Indeed, the passage of time can add both context and resonance, helping us to distil the mystery and wonder of the things we take for granted until the moment has passed. With the publication of The Beautiful Flower Is the World (Anthology), Hsu assembles a dazzling array of snapshots of daily life that have become a de facto visual diary of the life of a star athlete on the road. The book takes its title from a T-shirt made in Asia bearing this elegantly absurd mistranslation that caught Hsu’s eye, a perfect metaphor for this body of work.
The BlackBerry proved the perfect camera for snapping shots on the fly long before people thought about where the images might end up. Hsu’s selfies and pictures of his friends shimmer with intimacy born of trust, with a raw naturalism that can only be found in vernacular photography. And it all began with the camera itself. “What I liked about cell phones with cameras was that I could use them and not think about photography so it freed me from the mania of my other work,” Hsu says. “I didn’t care about composition or lighting or anything. It’s the modern snapshot: really quick and kind of shitty. I could think of it as not being important.”
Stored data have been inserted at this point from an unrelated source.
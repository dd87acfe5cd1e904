//! Play-by-Play Decoder CLI Application
//!
//! This is the command-line interface for the play-by-play decoder.
//! It uses the pbp-decoder library and adds:
//! - Loading contests from a directory of game documents
//! - Parallel decoding of many contests
//! - Tabular (CSV) and JSON export
//! - An interactive raw event inspector

use anyhow::{bail, Context, Result};
use clap::{Args as ClapArgs, Parser, Subcommand};
use pbp_decoder::{
    decode_contest, ContestSource, DecodedContest, DecoderConfig, DirectorySource,
};
use rayon::prelude::*;
use std::fs::{self, File};
use std::io::{self, BufWriter};
use std::path::PathBuf;

mod config;
mod inspect;
mod report;

use config::{AppConfig, InputConfig, OutputConfig, OutputFormat};

/// Play-by-Play Decoder - Turn event logs into plays with on-floor lineups
#[derive(Parser, Debug)]
#[command(name = "pbp-cli")]
#[command(about = "Decode play-by-play event logs into plays", long_about = None)]
#[command(version)]
struct Args {
    #[command(subcommand)]
    command: Command,

    /// Verbosity level (can be repeated: -v, -vv)
    #[arg(short, long, action = clap::ArgAction::Count, global = true)]
    verbose: u8,

    /// Suppress all output except errors
    #[arg(short, long, global = true)]
    quiet: bool,
}

#[derive(Subcommand, Debug)]
enum Command {
    /// Decode one or more contests and export their plays
    Decode(DecodeArgs),
    /// Step through a contest's raw events interactively
    Inspect(InspectArgs),
}

#[derive(ClapArgs, Debug)]
struct DecodeArgs {
    /// Contest identifier(s) to decode
    #[arg(value_name = "GAME_ID")]
    games: Vec<String>,

    /// Directory holding <id>.json game documents
    #[arg(short, long, value_name = "DIR", default_value = ".")]
    games_dir: PathBuf,

    /// Path to configuration file (config.toml); replaces the other options
    #[arg(short, long, value_name = "FILE")]
    config: Option<PathBuf>,

    /// Output directory for per-contest exports (default: one combined stream on stdout)
    #[arg(short, long, value_name = "DIR")]
    output: Option<PathBuf>,

    /// Export format
    #[arg(short, long, value_enum, default_value_t = OutputFormat::Csv)]
    format: OutputFormat,

    /// Extra category code(s) that carry lineup checkpoints (can be repeated)
    #[arg(long, value_name = "CODE")]
    checkpoint_category: Vec<u16>,

    /// Only emit plays from these period(s) (can be repeated)
    #[arg(long, value_name = "PERIOD")]
    period: Vec<u8>,

    /// Fail if any substitution could not be applied
    #[arg(long)]
    strict: bool,
}

#[derive(ClapArgs, Debug)]
struct InspectArgs {
    /// Contest identifier
    #[arg(value_name = "GAME_ID")]
    game: String,

    /// Directory holding <id>.json game documents
    #[arg(short, long, value_name = "DIR", default_value = ".")]
    games_dir: PathBuf,
}

fn main() -> Result<()> {
    // Parse command line arguments
    let args = Args::parse();

    // Initialize logging
    init_logging(args.verbose, args.quiet);

    log::info!("Play-by-Play Decoder CLI v{}", env!("CARGO_PKG_VERSION"));
    log::info!("Using decoder library v{}", pbp_decoder::VERSION);

    match args.command {
        Command::Decode(decode_args) => {
            let config = if let Some(path) = decode_args.config.clone() {
                log::info!("Loading configuration from: {:?}", path);
                config::load_config(&path)?
            } else {
                config_from_args(decode_args)?
            };
            decode_mode(&config)
        }
        Command::Inspect(inspect_args) => inspect_mode(&inspect_args),
    }
}

/// Build an application config from command line options
fn config_from_args(args: DecodeArgs) -> Result<AppConfig> {
    if args.games.is_empty() {
        bail!("No games given. Usage: pbp-cli decode <GAME_ID>... --games-dir <DIR>");
    }

    let mut decoder = DecoderConfig::new();
    for code in args.checkpoint_category {
        decoder = decoder.with_checkpoint_category(code);
    }
    if !args.period.is_empty() {
        decoder = decoder.with_period_filter(args.period);
    }

    Ok(AppConfig {
        input: InputConfig {
            games_dir: args.games_dir,
            games: args.games,
        },
        decoder,
        output: OutputConfig {
            format: args.format,
            output_dir: args.output,
            strict: args.strict,
        },
    })
}

/// Decode every configured contest in parallel, then export in input order
fn decode_mode(config: &AppConfig) -> Result<()> {
    let source = DirectorySource::new(&config.input.games_dir);

    let results: Vec<Result<(usize, DecodedContest)>> = config
        .input
        .games
        .par_iter()
        .map(|id| {
            let contest = source
                .fetch_contest(id)
                .with_context(|| format!("Failed to load contest {}", id))?;
            let decoded = decode_contest(&contest, &config.decoder)
                .with_context(|| format!("Failed to decode contest {}", id))?;
            Ok((contest.events.len(), decoded))
        })
        .collect();

    if let Some(dir) = &config.output.output_dir {
        fs::create_dir_all(dir)
            .with_context(|| format!("Failed to create output directory: {:?}", dir))?;
    }

    let mut decoded_contests = Vec::with_capacity(results.len());
    for (id, result) in config.input.games.iter().zip(results) {
        let (events, decoded) = result?;
        log::info!("{}", report::summary(id, events, &decoded));
        decoded_contests.push((id.as_str(), decoded));
    }
    let total_desyncs: usize = decoded_contests
        .iter()
        .map(|(_, decoded)| decoded.diagnostics.len())
        .sum();

    match &config.output.output_dir {
        Some(dir) => {
            for (id, decoded) in &decoded_contests {
                let path = dir.join(format!("{}.{}", id, config.output.format.extension()));
                let file = File::create(&path)
                    .with_context(|| format!("Failed to create output file: {:?}", path))?;
                report::write_contest(decoded, config.output.format, BufWriter::new(file))?;
                log::info!("Wrote {:?}", path);
            }
        }
        None => {
            // All contests share stdout, so they go out as one table / one array.
            let contests: Vec<(&str, &DecodedContest)> = decoded_contests
                .iter()
                .map(|(id, decoded)| (*id, decoded))
                .collect();
            report::write_combined(&contests, config.output.format, io::stdout().lock())?;
        }
    }

    if config.output.strict && total_desyncs > 0 {
        bail!("{} roster desync(s) recorded in strict mode", total_desyncs);
    }
    Ok(())
}

/// Interactive mode - step through raw events on stdin
fn inspect_mode(args: &InspectArgs) -> Result<()> {
    let source = DirectorySource::new(&args.games_dir);
    let contest = source
        .fetch_contest(&args.game)
        .with_context(|| format!("Failed to load contest {}", args.game))?;

    println!("Inspecting {} ({} events)", contest.id, contest.events.len());
    println!("Enter: next event, space + Enter: dump event, q: quit\n");

    let shown = inspect::inspect(&contest.events, io::stdin().lock(), io::stdout().lock())?;
    log::info!("Inspected {} events", shown);
    Ok(())
}

/// Initialize logging based on verbosity level
fn init_logging(verbose: u8, quiet: bool) {
    use env_logger::Builder;
    use log::LevelFilter;
    use std::io::Write;

    let level = if quiet {
        LevelFilter::Error
    } else {
        match verbose {
            0 => LevelFilter::Info,
            1 => LevelFilter::Debug,
            _ => LevelFilter::Trace,
        }
    };

    Builder::new()
        .filter_level(level)
        .format(|buf, record| {
            writeln!(
                buf,
                "[{} {}] {}",
                record.level(),
                record.target(),
                record.args()
            )
        })
        .init();
}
Perhaps, for this very reason, Hsu’s photographs have effortlessly preserved the authenticity of the era. The lo-fi quality of the digital files only made them more alluring and enduring; the images became frayed and worn like tattered paper after making the rounds one too many times. It stood in stark contrast to the technological advancements in digital photography that cast every image in a wash of radiant halos, supple highlights, and contour shadows.
“I liked that it was obvious: the cell phone photos were just bad enough,” Hsu says. “My favourite part about them is that they do not look like film, and they do not look like a good digital photo. I think that informed the time. The photos are meant to be sent to another phone and the quality kind of degrades every time you send, them, post them, and pull them on to your desktop. There's something about that that I like – they’re not really meant to survive.”
But they did, and that makes them a curious anomaly of sorts: a throwback to the days before everyone was extremely online. The early days of social media were shaped by a pervasive lack of self-consciousness that allowed for a sense of anything goes that defined the times. The rough and ready combination of mobile phone photos and Tumblr blogs marked a significant shift in the ways in which photographs could be seen and shared.
Hsu began posting in 2009, treating the Nazi Gold with the same freedom he brought to the camera phone. “There was no editing process,” he says. “It was chronological, a little update on the things that I had seen over the last couple of days and that was it. In the edit, you can find a way to make it a story. It was crazy to see some of those photos become memes. I didn’t feel any ownership over it. I just had this attitude like, one you put it out, it belongs to the world.”
The Beautiful Flower Is the World by Jerry Hsu is published by Anthology, and is out now.